March 29, 2024

Economix: How Health Insurance Affects Health

In the nearly year and a half since Congress passed the health care overhaul, one of the main purposes of the bill — to provide health insurance to people who lack it — has often been lost in the debate. Instead, supporters and opponents of the bill have argued over whether the bill is constitutional, and they’ve argued over whether the bill will cut medical costs more or less than the Congressional Budget Office projects.

Those are obviously important issues. But so is the fact that, unlike any other rich country in the world, the United States has tens of millions of people who do not have health insurance and therefore go without some forms of medical care.

A new study being released today, by some of the country’s top health economists, aims to estimate the effects of not having health insurance — and the effects are large.

The researchers used a lottery that the state of Oregon conducted in 2008 to determine who would become eligible to apply for a limited number of Medicaid slots. The researchers compared the health outcomes of those who won the lottery (many of whom then received insurance) and those who did not (who were more likely to remain uninsured).

The researchers have followed the subjects for only a year so far, so the paper has some clear limitations. But it nonetheless suggests that having health insurance substantially improves health. Expanding insurance does not save society money — as some advocates of preventive medicine have claimed — but it does appear to make people mentally and physically healthier.

The authors point out that the insurance in question — Medicaid — is the same one that many uninsured people will receive as part of the health care law. For that reason, among others, the paper suggests that the law is likely to improve the health and well-being of many of the uninsured.

Katherine Baicker — one of the authors and a Harvard economist who served in President George W. Bush’s administration — wrote the following to me, via e-mail:

There has been a great deal of uncertainty about how much of a difference Medicaid makes to enrollees. Some argued that Medicaid isn’t ‘good’ insurance coverage and that a Medicaid card doesn’t get enrollees much access to care. Others argued that the uninsured already have access to care through the emergency room, clinics, or charity care.

Our study shows that gaining access to Medicaid matters on a number of different dimensions, including increased access to and use of health care.

The authors also point out that the benefits of health insurance aren’t only medical. They’re financial too, as is the case with other forms of insurance. Here’s another author, Amy Finkelstein (an M.I.T. economist who has written for The Wall Street Journal opinion pages and whom I’ve written about), also via e-mail:

Health insurance isn’t just about access to health care – it’s also about protection from financial ruin. This point isn’t often discussed in the debate about health insurance expansions, but the reduction in financial strain that we found was substantial. This is important for enrollees, but it is also important for the providers who see fewer of their bills go unpaid.

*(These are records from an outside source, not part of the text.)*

/// Folder organize resumes: prior assignments survive, only the
/// complement is batched, and the taxonomy is reused.
#[tokio::test]
async fn test_folder_organize_resumes_prior_state() {
    let w = world();
    for i in 1..=45 {
        w.store.save_note(&seeded_note(i)).await.unwrap();
    }
    let prior = FolderSet {
        folders: vec![
            Folder {
                name: "Productivity".into(),
                note_ids: vec![NoteId::from("n1"), NoteId::from("n2")],
            },
            Folder { name: "Uncategorized".into(), note_ids: vec![] },
        ],
    };
    w.store.save_folders(&prior).await.unwrap();

    w.enqueue_and_pump(Job::folder_organize()).await;

    // Taxonomy reused: the naming call never happened.
    assert_eq!(w.gateway.names_calls.load(Ordering::SeqCst), 0);

    let progress: Vec<(u32, u32)> = w
        .events()
        .into_iter()
        .filter_map(|e| match e {
            Event::FoldersProgress { current, total, .. } => Some((current, total)),
            _ => None,
        })
        .collect();
    assert_eq!(progress, vec![(1, 3), (2, 3), (3, 3)]);
    assert_eq!(w.event_names(&["foldersDone"]).len(), 1);

    let folders = w.store.get_folders().await.unwrap().unwrap();
    let productivity = folders.folders.iter().find(|f| f.name == "Productivity").unwrap();
    assert!(productivity.note_ids.contains(&NoteId::from("n1")));
    assert!(productivity.note_ids.contains(&NoteId::from("n2")));

    // Every note ends up in exactly one folder.
    let assigned = folders.assigned_ids();
    assert_eq!(assigned.len(), 45);
}

/// When batch assignment keeps failing, the batch routes to
/// Uncategorized instead of failing the run.
#[tokio::test(start_paused = true)]
async fn test_folder_batch_failure_routes_to_uncategorized() {
    let w = world();
    for i in 1..=5 {
        w.store.save_note(&seeded_note(i)).await.unwrap();
    }
    w.gateway.fail_names.store(true, Ordering::SeqCst);
    w.gateway.fail_assign.store(true, Ordering::SeqCst);

    w.enqueue_and_pump(Job::folder_organize()).await;

    // One batch, three attempts.
    assert_eq!(w.gateway.assign_calls.load(Ordering::SeqCst), 3);

    let folders = w.store.get_folders().await.unwrap().unwrap();
    let uncategorized =
        folders.folders.iter().find(|f| f.name == "Uncategorized").unwrap();
    assert_eq!(uncategorized.note_ids.len(), 5);
    // Defaults were used for the taxonomy.
    assert!(folders.folders.iter().any(|f| f.name == "Productivity"));
    assert_eq!(w.event_names(&["foldersDone"]).len(), 1);
}

/// A second organize request while one is running is rejected with a
/// foldersError.
#[tokio::test]
async fn test_concurrent_folder_organize_is_rejected() {
    let w = world();
    for i in 1..=3 {
        w.store.save_note(&seeded_note(i)).await.unwrap();
    }
    let gate = Arc::new(tokio::sync::Notify::new());
    *w.gateway.hold_names.lock().unwrap() = Some(gate.clone());

    let first = {
        let orchestrator = w.orchestrator.clone();
        tokio::spawn(async move {
            orchestrator.dispatch(&Job::folder_organize()).await;
        })
    };
    // Let the first run claim the slot and park inside the naming call.
    for _ in 0..20 {
        tokio::task::yield_now().await;
    }

    w.orchestrator.dispatch(&Job::folder_organize()).await;
    let rejected: Vec<String> = w
        .events()
        .into_iter()
        .filter_map(|e| match e {
            Event::FoldersError { error } => Some(error),
            _ => None,
        })
        .collect();
    assert_eq!(rejected, vec!["already in progress".to_string()]);

    *w.gateway.hold_names.lock().unwrap() = None;
    gate.notify_waiters();
    first.await.unwrap();
    assert_eq!(w.event_names(&["foldersDone"]).len(), 1);
}
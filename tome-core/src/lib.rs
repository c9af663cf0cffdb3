//! Core types for the tome reading pipeline: the entity model, the job and
//! event wire envelopes shared by the API and worker processes, the error
//! taxonomy, and the model-gateway contract.

pub mod error;
pub mod event;
pub mod gateway;
pub mod job;
pub mod types;

pub use error::{Result, TomeError};
pub use event::Event;
pub use gateway::{
    AnalysisDraft, FolderAssignment, FolderCandidate, LinkVerdict, ModelGateway, NoteDraft,
    StructuredSummary, TokenSink,
};
pub use job::{Job, JobType};
pub use types::{
    Analysis, Chapter, ChapterId, EdgeDirection, EdgeOrigin, Folder, FolderSet, GraphEdge,
    GraphNode, KnowledgeGraph, Note, NoteId, NoteSource, Stage, StageStatus, SuggestedLink,
    Summary, SourceKind, UNCATEGORIZED, Work, WorkId, WorkKind, WorkStatus,
};
use crate::service::{ChapterPatch, GraphUpdate, NotePage, Store};
use async_trait::async_trait;
use futures::TryStreamExt;
use mongodb::bson::{Bson, Document, doc, to_bson};
use mongodb::options::ReturnDocument;
use mongodb::{Client, Collection, Database};
use serde::{Deserialize, Serialize};
use tome_core::{
    Analysis, Chapter, ChapterId, FolderSet, KnowledgeGraph, Note, NoteId, Result, Summary,
    TomeError, Work, WorkId,
};

const GRAPH_DOC_ID: &str = "knowledge-graph";
const FOLDERS_DOC_ID: &str = "folders";

#[derive(Debug, Serialize, Deserialize)]
struct GraphDoc {
    #[serde(rename = "_id")]
    id: String,
    graph: KnowledgeGraph,
}

#[derive(Debug, Serialize, Deserialize)]
struct FoldersDoc {
    #[serde(rename = "_id")]
    id: String,
    folders: FolderSet,
}

/// MongoDB-backed store. Entity writes are per-id upserts; the graph and
/// folder singletons are replaced whole, with graph mutations serialized
/// through a process-level mutex (one worker per queue).
pub struct MongoStore {
    db: Database,
    graph_lock: tokio::sync::Mutex<()>,
}

fn store_err(e: impl std::fmt::Display) -> TomeError {
    TomeError::Store(e.to_string())
}

fn escape_regex(input: &str) -> String {
    let mut out = String::with_capacity(input.len());
    for c in input.chars() {
        if "\\^$.|?*+()[]{}".contains(c) {
            out.push('\\');
        }
        out.push(c);
    }
    out
}

impl MongoStore {
    /// Connect and select the database. The URI comes from configuration;
    /// no connection is attempted until the first operation for some
    /// topologies, so failures may surface late as `Store` errors.
    pub async fn connect(uri: &str, database: &str) -> Result<Self> {
        let client = Client::with_uri_str(uri).await.map_err(store_err)?;
        Ok(Self { db: client.database(database), graph_lock: tokio::sync::Mutex::new(()) })
    }

    fn works(&self) -> Collection<Work> {
        self.db.collection("works")
    }

    fn chapters(&self) -> Collection<Chapter> {
        self.db.collection("chapters")
    }

    fn summaries(&self) -> Collection<Summary> {
        self.db.collection("summaries")
    }

    fn notes(&self) -> Collection<Note> {
        self.db.collection("notes")
    }

    fn analyses(&self) -> Collection<Analysis> {
        self.db.collection("analyses")
    }

    fn graph(&self) -> Collection<GraphDoc> {
        self.db.collection("graph")
    }

    fn folders(&self) -> Collection<FoldersDoc> {
        self.db.collection("folders")
    }

    async fn prune_graph_for_notes(&self, note_ids: &[NoteId]) -> Result<()> {
        if note_ids.is_empty() {
            return Ok(());
        }
        let ids = note_ids.to_vec();
        self.update_graph(Box::new(move |graph| {
            for id in &ids {
                graph.remove_note(id);
            }
        }))
        .await?;
        Ok(())
    }
}

#[async_trait]
impl Store for MongoStore {
    async fn get_work(&self, id: &WorkId) -> Result<Option<Work>> {
        self.works().find_one(doc! { "id": id.as_str() }).await.map_err(store_err)
    }

    async fn save_work(&self, work: &Work) -> Result<()> {
        self.works()
            .replace_one(doc! { "id": work.id.as_str() }, work)
            .upsert(true)
            .await
            .map_err(store_err)?;
        Ok(())
    }

    async fn delete_work(&self, id: &WorkId) -> Result<()> {
        let chapters = self.chapters_of(id).await?;
        for chapter in &chapters {
            self.delete_notes_by_chapter(id, &chapter.id).await?;
            self.summaries()
                .delete_many(doc! { "chapterId": chapter.id.as_str() })
                .await
                .map_err(store_err)?;
        }
        self.chapters().delete_many(doc! { "workId": id.as_str() }).await.map_err(store_err)?;
        self.analyses().delete_many(doc! { "workId": id.as_str() }).await.map_err(store_err)?;
        self.works().delete_many(doc! { "id": id.as_str() }).await.map_err(store_err)?;
        Ok(())
    }

    async fn get_chapter(&self, id: &ChapterId) -> Result<Option<Chapter>> {
        self.chapters().find_one(doc! { "id": id.as_str() }).await.map_err(store_err)
    }

    async fn save_chapter(&self, chapter: &Chapter) -> Result<()> {
        self.chapters()
            .replace_one(doc! { "id": chapter.id.as_str() }, chapter)
            .upsert(true)
            .await
            .map_err(store_err)?;
        Ok(())
    }

    async fn update_chapter(
        &self,
        id: &ChapterId,
        patch: ChapterPatch,
    ) -> Result<Option<Chapter>> {
        let mut set = Document::new();
        if let Some(s) = patch.overview_status {
            set.insert("overviewStatus", to_bson(&s).map_err(store_err)?);
        }
        if let Some(s) = patch.analysis_status {
            set.insert("analysisStatus", to_bson(&s).map_err(store_err)?);
        }
        if let Some(s) = patch.notes_status {
            set.insert("notesStatus", to_bson(&s).map_err(store_err)?);
        }
        if let Some(s) = patch.status {
            set.insert("status", to_bson(&s).map_err(store_err)?);
        }
        if let Some(ref summary_ref) = patch.summary_ref {
            set.insert("summaryRef", summary_ref.clone());
        }
        if let Some(ref last_error) = patch.last_error {
            match last_error {
                Some(message) => set.insert("lastError", message.clone()),
                None => set.insert("lastError", Bson::Null),
            };
        }
        set.insert("updatedAt", to_bson(&chrono::Utc::now()).map_err(store_err)?);

        self.chapters()
            .find_one_and_update(doc! { "id": id.as_str() }, doc! { "$set": set })
            .return_document(ReturnDocument::After)
            .await
            .map_err(store_err)
    }

    async fn chapters_of(&self, work_id: &WorkId) -> Result<Vec<Chapter>> {
        let cursor = self
            .chapters()
            .find(doc! { "workId": work_id.as_str() })
            .sort(doc! { "chapterIndex": 1 })
            .await
            .map_err(store_err)?;
        cursor.try_collect().await.map_err(store_err)
    }

    async fn get_summary(&self, id: &str) -> Result<Option<Summary>> {
        self.summaries().find_one(doc! { "id": id }).await.map_err(store_err)
    }

    async fn get_summary_by_chapter(&self, chapter_id: &ChapterId) -> Result<Option<Summary>> {
        self.summaries()
            .find_one(doc! { "chapterId": chapter_id.as_str() })
            .await
            .map_err(store_err)
    }

    async fn save_summary(&self, summary: &Summary) -> Result<()> {
        self.summaries()
            .replace_one(doc! { "id": &summary.id }, summary)
            .upsert(true)
            .await
            .map_err(store_err)?;
        Ok(())
    }

    async fn get_note(&self, id: &NoteId) -> Result<Option<Note>> {
        self.notes().find_one(doc! { "id": id.as_str() }).await.map_err(store_err)
    }

    async fn save_note(&self, note: &Note) -> Result<()> {
        self.notes()
            .replace_one(doc! { "id": note.id.as_str() }, note)
            .upsert(true)
            .await
            .map_err(store_err)?;
        Ok(())
    }

    async fn all_notes(&self) -> Result<Vec<Note>> {
        let cursor = self.notes().find(doc! {}).await.map_err(store_err)?;
        cursor.try_collect().await.map_err(store_err)
    }

    async fn notes_by_chapter(
        &self,
        work_id: &WorkId,
        chapter_id: &ChapterId,
    ) -> Result<Vec<Note>> {
        let filter = doc! {
            "source.workId": work_id.as_str(),
            "source.chapterId": chapter_id.as_str(),
        };
        let cursor = self.notes().find(filter).await.map_err(store_err)?;
        cursor.try_collect().await.map_err(store_err)
    }

    async fn delete_notes_by_chapter(
        &self,
        work_id: &WorkId,
        chapter_id: &ChapterId,
    ) -> Result<()> {
        let notes = self.notes_by_chapter(work_id, chapter_id).await?;
        let note_ids: Vec<NoteId> = notes.into_iter().map(|n| n.id).collect();
        self.prune_graph_for_notes(&note_ids).await?;
        self.notes()
            .delete_many(doc! {
                "source.workId": work_id.as_str(),
                "source.chapterId": chapter_id.as_str(),
            })
            .await
            .map_err(store_err)?;
        Ok(())
    }

    async fn list_notes(&self, page: u32, limit: u32, search: Option<&str>) -> Result<NotePage> {
        if limit == 0 {
            return Err(TomeError::Store("list_notes limit must be positive".into()));
        }
        let page = page.max(1);
        let filter = match search {
            Some(needle) if !needle.is_empty() => {
                let pattern = escape_regex(needle);
                doc! {
                    "$or": [
                        { "title": { "$regex": &pattern, "$options": "i" } },
                        { "content": { "$regex": &pattern, "$options": "i" } },
                    ]
                }
            }
            _ => doc! {},
        };

        let total =
            self.notes().count_documents(filter.clone()).await.map_err(store_err)?;
        let cursor = self
            .notes()
            .find(filter)
            .sort(doc! { "createdAt": -1 })
            .skip(u64::from(page - 1) * u64::from(limit))
            .limit(i64::from(limit))
            .await
            .map_err(store_err)?;
        let notes = cursor.try_collect().await.map_err(store_err)?;
        Ok(NotePage { notes, total, page, limit })
    }

    async fn get_analysis(&self, work_id: &WorkId) -> Result<Option<Analysis>> {
        self.analyses().find_one(doc! { "workId": work_id.as_str() }).await.map_err(store_err)
    }

    async fn save_analysis(&self, analysis: &Analysis) -> Result<()> {
        self.analyses()
            .replace_one(doc! { "workId": analysis.work_id.as_str() }, analysis)
            .upsert(true)
            .await
            .map_err(store_err)?;
        Ok(())
    }

    async fn get_graph(&self) -> Result<KnowledgeGraph> {
        let found =
            self.graph().find_one(doc! { "_id": GRAPH_DOC_ID }).await.map_err(store_err)?;
        Ok(found.map(|d| d.graph).unwrap_or_default())
    }

    async fn update_graph(&self, update: GraphUpdate) -> Result<KnowledgeGraph> {
        let _guard = self.graph_lock.lock().await;
        let mut graph = self.get_graph().await?;
        update(&mut graph);
        let doc = GraphDoc { id: GRAPH_DOC_ID.to_string(), graph };
        self.graph()
            .replace_one(doc! { "_id": GRAPH_DOC_ID }, &doc)
            .upsert(true)
            .await
            .map_err(store_err)?;
        Ok(doc.graph)
    }

    async fn get_folders(&self) -> Result<Option<FolderSet>> {
        let found =
            self.folders().find_one(doc! { "_id": FOLDERS_DOC_ID }).await.map_err(store_err)?;
        Ok(found.map(|d| d.folders))
    }

    async fn save_folders(&self, folders: &FolderSet) -> Result<()> {
        let doc = FoldersDoc { id: FOLDERS_DOC_ID.to_string(), folders: folders.clone() };
        self.folders()
            .replace_one(doc! { "_id": FOLDERS_DOC_ID }, &doc)
            .upsert(true)
            .await
            .map_err(store_err)?;
        Ok(())
    }
}
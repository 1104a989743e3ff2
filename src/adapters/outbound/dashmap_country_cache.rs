//! DashMap Country Cache
//!
//! Implements CountryCache using DashMap for concurrent access.

use crate::domain::entities::CacheEntry;
use crate::domain::ports::CountryCache;
use dashmap::DashMap;
use std::sync::Arc;
use std::time::Duration;
use tokio_util::sync::CancellationToken;

/// Default lifetime of a resolved country.
pub const DEFAULT_CACHE_TTL: Duration = Duration::from_secs(12 * 60 * 60);

/// DashMap-backed country cache.
///
/// Expiry is lazy: reads ignore entries older than the TTL but leave them
/// in place. [`start_sweep`](Self::start_sweep) bounds growth by purging
/// them periodically.
pub struct DashMapCountryCache {
    entries: Arc<DashMap<String, CacheEntry>>,
    ttl: Duration,
}

impl DashMapCountryCache {
    /// Create a new cache with the given TTL.
    pub fn new(ttl: Duration) -> Self {
        Self {
            entries: Arc::new(DashMap::new()),
            ttl,
        }
    }

    /// Start the background sweep task.
    ///
    /// Removes entries older than the TTL every `interval` until `cancel`
    /// fires.
    pub fn start_sweep(&self, interval: Duration, cancel: CancellationToken) {
        let entries = self.entries.clone();
        let ttl = self.ttl;

        tokio::spawn(async move {
            loop {
                tokio::select! {
                    _ = cancel.cancelled() => break,
                    _ = tokio::time::sleep(interval) => {}
                }

                let removed = purge(&entries, ttl);
                if removed > 0 {
                    tracing::debug!("cache sweep removed {} expired entries", removed);
                }
            }
        });
    }
}

fn purge(entries: &DashMap<String, CacheEntry>, ttl: Duration) -> usize {
    let before = entries.len();
    entries.retain(|_, entry| entry.is_fresh(ttl));
    before.saturating_sub(entries.len())
}

impl Default for DashMapCountryCache {
    fn default() -> Self {
        Self::new(DEFAULT_CACHE_TTL)
    }
}

impl CountryCache for DashMapCountryCache {
    fn get(&self, key: &str) -> Option<CacheEntry> {
        self.entries
            .get(key)
            .filter(|e| e.value().is_fresh(self.ttl))
            .map(|e| e.value().clone())
    }

    fn insert(&self, key: &str, country: String) {
        self.entries.insert(key.to_string(), CacheEntry::new(country));
    }

    fn purge_expired(&self) -> usize {
        purge(&self.entries, self.ttl)
    }

    fn len(&self) -> usize {
        self.entries.len()
    }
}
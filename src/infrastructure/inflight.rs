//! In-flight Deduplication
//!
//! Collapses concurrent work on the same key into one execution whose
//! result every caller observes.

use parking_lot::Mutex;
use std::collections::HashMap;
use std::future::Future;
use tokio::sync::watch;

/// Registry of in-flight work keyed by string.
///
/// The first caller for a key becomes the leader and runs the work; callers
/// arriving while it runs become followers and wait for the leader's value.
/// The key is released as soon as the leader finishes or is dropped, so a
/// later caller starts fresh.
pub struct InflightGroup<T> {
    calls: Mutex<HashMap<String, watch::Receiver<Option<T>>>>,
}

/// How a caller took part in a flight.
enum Role<T> {
    Leader(watch::Sender<Option<T>>),
    Follower(watch::Receiver<Option<T>>),
}

impl<T: Clone> InflightGroup<T> {
    pub fn new() -> Self {
        Self {
            calls: Mutex::new(HashMap::new()),
        }
    }

    /// Run `work` for `key` unless another caller already is.
    ///
    /// Returns the value and whether it was shared from another caller's
    /// flight. Returns `None` when the leader went away without producing a
    /// value.
    pub async fn run<F, Fut>(&self, key: &str, work: F) -> Option<(T, bool)>
    where
        F: FnOnce() -> Fut,
        Fut: Future<Output = T>,
    {
        let role = {
            let mut calls = self.calls.lock();
            match calls.get(key) {
                Some(rx) => Role::Follower(rx.clone()),
                None => {
                    let (tx, rx) = watch::channel(None);
                    calls.insert(key.to_string(), rx);
                    Role::Leader(tx)
                }
            }
        };

        match role {
            Role::Follower(mut rx) => {
                tracing::debug!("joining in-flight resolution for {}", key);
                let value = match rx.wait_for(Option::is_some).await {
                    Ok(value) => value.clone(),
                    Err(_) => None,
                };
                value.map(|v| (v, true))
            }
            Role::Leader(tx) => {
                let _guard = FlightGuard { group: self, key };
                let value = work().await;
                tx.send_replace(Some(value.clone()));
                Some((value, false))
            }
        }
    }

    /// Number of keys currently in flight.
    pub fn in_flight(&self) -> usize {
        self.calls.lock().len()
    }
}

impl<T: Clone> Default for InflightGroup<T> {
    fn default() -> Self {
        Self::new()
    }
}

/// RAII guard releasing a key when its leader finishes or is dropped.
struct FlightGuard<'a, T> {
    group: &'a InflightGroup<T>,
    key: &'a str,
}

impl<T> Drop for FlightGuard<'_, T> {
    fn drop(&mut self) {
        self.group.calls.lock().remove(self.key);
    }
}
//! Domain Entities - Core business objects
//!
//! These entities represent the core concepts of the lookup domain.
//! They depend on nothing but tokio's channel and clock types.

use crate::domain::error::LookupError;
use tokio::sync::oneshot;
use tokio::time::{Duration, Instant};

/// A request to resolve the country owning an address.
///
/// The caller keeps the receiving half returned by [`LookupRequest::new`]
/// and is responsible for its own timeout. The dispatcher answers at most
/// once; an answer sent after the caller gave up is discarded.
#[derive(Debug)]
pub struct LookupRequest {
    /// Address exactly as the caller supplied it
    pub raw_address: String,
    response: oneshot::Sender<LookupResult>,
}

impl LookupRequest {
    /// Create a request and the receiver its answer will arrive on.
    pub fn new(raw_address: impl Into<String>) -> (Self, oneshot::Receiver<LookupResult>) {
        let (response, rx) = oneshot::channel();
        (
            Self {
                raw_address: raw_address.into(),
                response,
            },
            rx,
        )
    }

    /// Address with surrounding whitespace removed; the cache and
    /// deduplication key.
    pub fn normalized(&self) -> &str {
        self.raw_address.trim()
    }

    /// Deliver the answer, consuming the request.
    ///
    /// Returns false when the caller already dropped its receiver.
    pub fn respond(self, result: LookupResult) -> bool {
        self.response.send(result).is_ok()
    }
}

/// Outcome of a single lookup.
#[derive(Debug, Clone)]
pub struct LookupResult {
    /// ISO country code, empty on error
    pub country: String,
    pub error: Option<LookupError>,
    /// True when answered from the cache or from another caller's
    /// in-flight resolution
    pub served_from_cache: bool,
}

impl LookupResult {
    pub fn found(country: impl Into<String>, served_from_cache: bool) -> Self {
        Self {
            country: country.into(),
            error: None,
            served_from_cache,
        }
    }

    pub fn failed(error: LookupError, served_from_cache: bool) -> Self {
        Self {
            country: String::new(),
            error: Some(error),
            served_from_cache,
        }
    }

}

/// A resolved country remembered for a normalized address.
#[derive(Debug, Clone)]
pub struct CacheEntry {
    pub country: String,
    pub resolved_at: Instant,
}

impl CacheEntry {
    pub fn new(country: String) -> Self {
        Self {
            country,
            resolved_at: Instant::now(),
        }
    }

    /// An entry exactly `ttl` old is still fresh.
    pub fn is_fresh(&self, ttl: Duration) -> bool {
        self.resolved_at.elapsed() <= ttl
    }
}
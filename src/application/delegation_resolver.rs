//! Delegation Resolver
//!
//! Walks the WHOIS delegation tree from a root registry down to the one
//! that knows the country of an address.

use crate::domain::error::LookupError;
use crate::domain::ports::WhoisTransport;
use crate::domain::services::{Directive, ResponseParser};
use crate::domain::value_objects::WhoisHost;
use std::collections::HashSet;
use std::net::IpAddr;
use std::sync::Arc;
use tokio_util::sync::CancellationToken;

/// Default cap on queries made for a single address.
pub const DEFAULT_MAX_HOPS: usize = 8;

/// Follows referral and redirect pointers until a country line appears.
///
/// Each response is read with [`ResponseParser`]: a `referralserver:` line
/// wins over a `whois:` line, which wins over a `country:` line. The chain
/// is an explicit loop bounded by `max_hops`. A pointer back to a host
/// already queried for this address is not followed; the current response
/// is then searched for a country line instead.
pub struct DelegationResolver {
    transport: Arc<dyn WhoisTransport>,
    max_hops: usize,
}

impl DelegationResolver {
    pub fn new(transport: Arc<dyn WhoisTransport>, max_hops: usize) -> Self {
        Self {
            transport,
            max_hops: max_hops.max(1),
        }
    }

    /// Resolve the country owning `raw_ip`, starting at `root_host`.
    ///
    /// `raw_ip` must parse as an IP address; it is sent in canonical form.
    /// Nothing touches the network for an unparsable address.
    pub async fn resolve(
        &self,
        cancel: &CancellationToken,
        root_host: &str,
        raw_ip: &str,
    ) -> Result<String, LookupError> {
        let ip: IpAddr = raw_ip
            .parse()
            .map_err(|_| LookupError::InvalidInput(raw_ip.to_string()))?;
        let ip = ip.to_string();

        let mut host = root_host.to_string();
        let mut visited = HashSet::new();

        for hop in 0..self.max_hops {
            let body = self.transport.query(cancel, &host, &ip).await?;
            visited.insert(visit_key(&host));

            let next = match ResponseParser::parse(&body) {
                Directive::Referral(next) | Directive::Redirect(next) => next,
                Directive::Country(country) => {
                    tracing::debug!("{} resolved to {} by {}", ip, country, host);
                    return Ok(country);
                }
                Directive::NotFound => return Err(LookupError::AnswerNotFound),
            };

            let next = next.to_string();
            if visited.contains(&next) {
                tracing::debug!("{} points back to {}, not following", host, next);
                return ResponseParser::country(&body).ok_or(LookupError::AnswerNotFound);
            }

            tracing::debug!(hop, "{} delegates {} to {}", host, ip, next);
            host = next;
        }

        tracing::warn!("{} still delegated after {} hops", ip, self.max_hops);
        Err(LookupError::DelegationLimit(self.max_hops))
    }
}

fn visit_key(host: &str) -> String {
    WhoisHost::parse(host)
        .map(|h| h.to_string())
        .unwrap_or_else(|| host.to_ascii_lowercase())
}
//! Line Front-End Adapter
//!
//! Reads one address per line, submits each to the dispatcher and writes
//! one result line per address.

use crate::domain::entities::{LookupRequest, LookupResult};
use std::time::Duration;
use tokio::io::{AsyncBufRead, AsyncBufReadExt, AsyncWrite, AsyncWriteExt};
use tokio::sync::mpsc;
use tokio_util::sync::CancellationToken;

/// Line-oriented inbound adapter.
///
/// Every input line becomes a [`LookupRequest`] sent to the dispatcher's
/// queue. The answer is raced against `timeout`; whichever comes first is
/// printed. Lines are written as answers arrive, so output order follows
/// completion, not input.
pub struct LineFrontend {
    requests: mpsc::UnboundedSender<LookupRequest>,
    timeout: Duration,
}

impl LineFrontend {
    pub fn new(requests: mpsc::UnboundedSender<LookupRequest>, timeout: Duration) -> Self {
        Self { requests, timeout }
    }

    /// Run until the input ends or `cancel` fires, then wait for the
    /// outstanding answers (each bounded by the timeout) and return.
    pub async fn run<R, W>(self, reader: R, mut writer: W, cancel: CancellationToken) -> std::io::Result<()>
    where
        R: AsyncBufRead + Unpin,
        W: AsyncWrite + Unpin,
    {
        let (out_tx, mut out_rx) = mpsc::unbounded_channel::<String>();
        let mut lines = reader.lines();

        loop {
            let line = tokio::select! {
                biased;
                _ = cancel.cancelled() => break,
                Some(rendered) = out_rx.recv() => {
                    write_line(&mut writer, &rendered).await?;
                    continue;
                }
                line = lines.next_line() => match line? {
                    Some(line) => line,
                    None => break,
                },
            };

            let address = line.trim().to_string();
            if address.is_empty() {
                continue;
            }

            let (request, response) = LookupRequest::new(line);
            if self.requests.send(request).is_err() {
                tracing::warn!("dispatcher is gone, dropping {}", address);
                break;
            }

            let out_tx = out_tx.clone();
            let timeout = self.timeout;
            tokio::spawn(async move {
                let rendered = match tokio::time::timeout(timeout, response).await {
                    Ok(Ok(result)) => format_result(&address, &result),
                    Ok(Err(_)) => format!("{} dropped", address),
                    Err(_) => format!("{} timeout", address),
                };
                let _ = out_tx.send(rendered);
            });
        }

        // The spawned waiters hold the remaining senders.
        drop(out_tx);
        while let Some(rendered) = out_rx.recv().await {
            write_line(&mut writer, &rendered).await?;
        }
        Ok(())
    }
}

async fn write_line<W: AsyncWrite + Unpin>(writer: &mut W, line: &str) -> std::io::Result<()> {
    writer.write_all(line.as_bytes()).await?;
    writer.write_all(b"\n").await?;
    writer.flush().await
}

/// Render `"<address> <country|-> <error|-> <cached>"`.
pub fn format_result(address: &str, result: &LookupResult) -> String {
    let country = if result.country.is_empty() {
        "-"
    } else {
        result.country.as_str()
    };
    let error = result
        .error
        .as_ref()
        .map(|e| e.to_string())
        .unwrap_or_else(|| "-".to_string());

    format!("{} {} {} {}", address, country, error, result.served_from_cache)
}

Besides Ms. Baicker and Ms. Finkelstein, the paper’s authors include Jonathan Gruber (an M.I.T. economist, who has advised the Obama administration) and Joseph Newhouse (a Harvard economist who designed and ran the famous RAND Health Insurance Experiment in the 1970s and ’80s). The other authors are Sarah Taubman, Bill Wright, Mira Bernstein, Heidi Allen and members of the Oregon Health Study Group.

Excerpts from the study follow:

About one year after enrollment, we find that those selected by the lottery have substantial and statistically significantly higher health care utilization, lower out-of-pocket medical expenditures and medical debt, and better self-reported health than the control group that was not given the opportunity to apply for Medicaid.

The increase in hospital admissions appears to be disproportionately concentrated in the approximately 35 percent of admissions that do not originate in the emergency room, suggesting that these admissions may be more price sensitive.

[W]e find that insurance is associated with improvements across the board in our measures of self-reported physical and mental health, averaging two-tenths of a standard deviation improvement. These results appear to reflect improvements in mental health and also at least partly a general sense of improved well being; they may also reflect improvements in objective, physical health, but this is more difficult to determine with the data we now have available.

[I]nsurance is also associated with an increase in compliance with recommended preventive care. We look at four different measures of preventive care: blood cholesterol checks, blood tests for diabetes, mammograms, and pap tests. …[T]he results indicate … a 20 percent increase in the probability of ever having one’s blood cholesterol checked, a 15 percent increase in the probability of ever having one’s blood tested for high blood sugar or diabetes, a 60 percent increase in the probability of having a mammogram within the last year (for women 40 and over), and a 45 percent change in the probability of having a pap test within the last year (for women).

[Our] calculation suggests that insurance is associated with a $778 (standard error = $371) increase in annual spending, or about a 25 percent increase relative to the implied control mean annual spending.